I was just talking with a friend who wasn’t familiar with YWAM. That reminded me how YWAM was almost part of me for the past two decades, but others may not know about it at all. Saying that it is “Youth With A Mission” is OK, but merely a definition. Showing the YWAM logo (on the left) might help you notice YWAM in action if you see that logo on shirts, jackets or vests. Saying that it is a group of people with bases worldwide out to help and support people in their neighboring towns and villages (and cities) is a bit better.  Saying that those in YWAM are out to bring the love of Jesus to those around them is even better. But I will use some video clips (very short) to maybe provide a peek at how YWAM is out there where they are needed… in these examples… in Ukraine. Sharyn is from Idaho but has been in Ukraine since 1996. She and her Ternopil Ukraine YWAM team have been providing food, medical supplies and other resources (including prayers) to those in Ukraine. Here are about 30 minutes of short videos from her and YWAM Ukraine:

  • Cute YWAM 12 sec Video (0:12) Facebook (bringing food to the elderly) March 11
  • YWAM Ukraine Video (4:49) Facebook (why Yulia stayed in Ukraine when the bombing began) March 3
  • YWAM Kyiv Video (2:25) Facebook (food, friendship, medical supplies, dignity) March 28
  • YWAM Ternopil Video (1:44) Facebook from our YWAM Lady (Sharyn) Feb 26
  • YWAM Ternopil Video (2:21) from our YWAM Lady (Sharyn) March 16
  • YWAM Ternopil Video (2:49) from our YWAM Lady (Sharyn) March 9
  • YWAM Ternopil Video (4:08) Facebook from our YWAM Lady (Sharyn) March 7
  • YWAM Ternopil Video (3:49) Facebook form our YWAM Lady (Sharyn) March 25
  • YWAM Update from Sharyn (6min) April 10
  • YWAM Update (2min 40secs – From Sharyn) April 28
  • YWAM Update (2min 19secs – From Sharyn) April 29
  • Food Arrived to YWAM from Romania and Netherlands (32secs) April 28
  • YWAM Warehouse for food distribution (1min 52sec) April 23 (edited with music and subtitles) Hello, My name is Anya. I am from Donbas, From Torez City, Very Cool City! I serve at the YWAM Base. I am very happy that I can be useful. To be honest, I’m really happy that God gives opportunities to serve even with small things like this.
    Hello Everyone, Hello from Ternopil. Behind my back you can see tons of different supplies. Truck with it came yesterday. Truck was from Romania. So today we packed 650 food bags. Our goal is to reach 700 bags. All these bags will be given to families in need in our city, Ternopil. Next week we’re planning to do it again for refugees. I’m so grateful for the team that we have. A lot of volunteers are working here, and they work very fast. It took 2 hours to pack 650 bags. This is so cool.

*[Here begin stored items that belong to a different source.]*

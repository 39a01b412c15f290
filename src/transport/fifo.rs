//! Unix FIFO transport.
//!
//! The endpoint is a FIFO node (mode `0600`) created with `mkfifo`. The read
//! side is opened without blocking for a writer; tokio's reactor parks the
//! first read until a writer attaches and sends data. When the last writer
//! closes, reads report EOF and the reader must [`reset`](PipeTransport::reset)
//! to wait for the next writer.

use std::io::ErrorKind;
use std::path::{Path, PathBuf};

use bytes::Bytes;
use nix::sys::stat::Mode;
use tokio::io::{AsyncBufReadExt, AsyncReadExt, BufReader};
use tokio::net::unix::pipe;
use tracing::{debug, warn};

use super::{PipeEndpoint, PipeTransport, ReadOutcome, TransportFuture};
use crate::reader::codec::MAX_LINE_BYTES;
use crate::{AppError, Result};

/// FIFO-backed [`PipeTransport`].
#[derive(Debug)]
pub struct FifoTransport {
    endpoint: PipeEndpoint,
    path: PathBuf,
    reader: Option<BufReader<pipe::Receiver>>,
    line: Vec<u8>,
    closed: bool,
}

impl FifoTransport {
    /// Create the FIFO node at `path` and open its read side.
    ///
    /// Must be called from within a tokio runtime.
    ///
    /// # Errors
    ///
    /// Returns `AppError::TransportCreation` if the node already exists, the
    /// directory is not writable, or the node cannot be opened.
    pub fn create(path: PathBuf) -> Result<Self> {
        nix::unistd::mkfifo(path.as_path(), Mode::S_IRUSR | Mode::S_IWUSR).map_err(|errno| {
            AppError::TransportCreation(format!(
                "failed to create fifo '{}': {errno}",
                path.display()
            ))
        })?;

        let reader = match open_receiver(&path) {
            Ok(reader) => reader,
            Err(err) => {
                let _ = std::fs::remove_file(&path);
                return Err(err);
            }
        };

        debug!(path = %path.display(), "fifo created");

        Ok(Self {
            endpoint: PipeEndpoint::new(path.to_string_lossy()),
            path,
            reader: Some(reader),
            line: Vec::new(),
            closed: false,
        })
    }

    /// Filesystem location of the FIFO node.
    #[must_use]
    pub fn path(&self) -> &Path {
        &self.path
    }
}

impl PipeTransport for FifoTransport {
    fn endpoint(&self) -> &PipeEndpoint {
        &self.endpoint
    }

    fn await_connection(&mut self) -> TransportFuture<'_, ()> {
        Box::pin(async move {
            if self.closed {
                return Err(AppError::TransportCreation("fifo is closed".into()));
            }
            Ok(())
        })
    }

    fn read_chunk(&mut self) -> TransportFuture<'_, ReadOutcome> {
        Box::pin(async move {
            let reader = self
                .reader
                .as_mut()
                .ok_or_else(|| AppError::TransportRead("fifo is not open".into()))?;

            self.line.clear();
            let limit = u64::try_from(MAX_LINE_BYTES).unwrap_or(u64::MAX);
            let read = (&mut *reader)
                .take(limit)
                .read_until(b'\n', &mut self.line)
                .await;

            match read {
                Ok(0) => {
                    self.endpoint.connected = false;
                    Ok(ReadOutcome::Disconnected)
                }
                Ok(_) => {
                    self.endpoint.connected = true;
                    Ok(ReadOutcome::Data(Bytes::from(std::mem::take(&mut self.line))))
                }
                Err(err) if err.kind() == ErrorKind::BrokenPipe => {
                    self.endpoint.connected = false;
                    Ok(ReadOutcome::Disconnected)
                }
                Err(err) => Err(AppError::TransportRead(format!("fifo read failed: {err}"))),
            }
        })
    }

    fn reset(&mut self) -> Result<()> {
        if self.closed {
            return Err(AppError::TransportCreation("fifo is closed".into()));
        }
        self.reader = None;
        self.endpoint.connected = false;
        self.reader = Some(open_receiver(&self.path)?);
        debug!(path = %self.path.display(), "fifo reopened");
        Ok(())
    }

    fn close(&mut self) {
        if self.closed {
            return;
        }
        self.closed = true;
        self.reader = None;
        self.endpoint.connected = false;

        match std::fs::remove_file(&self.path) {
            Ok(()) => debug!(path = %self.path.display(), "fifo removed"),
            Err(err) if err.kind() == ErrorKind::NotFound => {}
            Err(err) => warn!(path = %self.path.display(), %err, "failed to remove fifo"),
        }
    }
}

impl Drop for FifoTransport {
    fn drop(&mut self) {
        self.close();
    }
}

/// Open the read side of the FIFO at `path` without waiting for a writer.
fn open_receiver(path: &Path) -> Result<BufReader<pipe::Receiver>> {
    let receiver = pipe::OpenOptions::new()
        .open_receiver(path)
        .map_err(|err| {
            AppError::TransportCreation(format!(
                "failed to open fifo '{}': {err}",
                path.display()
            ))
        })?;
    Ok(BufReader::new(receiver))
}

=> Basketball Hoop (1min) April 9 – supporting their community is more than just food and medical supplies … it is a basketball hoop for the kids!

=> Metro Grocery Market (2:30) April 15 – while most stores are closed, Metro Market is open and donating food to YWAM to distribute —  of Facebook Video:
This is Sergey, director of Kyiv Metro (grocery market place)
What is your message for the people all around the world as a Ukrainian?
Sergey: I want to say that Ukraine has big and strong guts. It is our motherland and we will do everything to get victory. We believe that with your help we are strong. Thank you for your support. Thank you very much. Ukraine is a beautiful country with a great future and we will do everything for this.
Japhin (YWAM Kyiv): And thank you so much for supporting YWAM Kyiv and everything we do. Thank you so much.
Subtitles from the video: We have been buying a lot of groceries from the Metro. Even when most stores were closed they remained open to serve the city. They have always been keen to come alongside and help us (YWAM). Few days back Sergey (Metro) informed us that Metro is willing to help us serve Ukraine. We are happy about it as it will drastically increase the reach of people we help. Today itself with their support, we blessed 100 Soldiers, 30 families. It is a blessing to see businesses value serving people.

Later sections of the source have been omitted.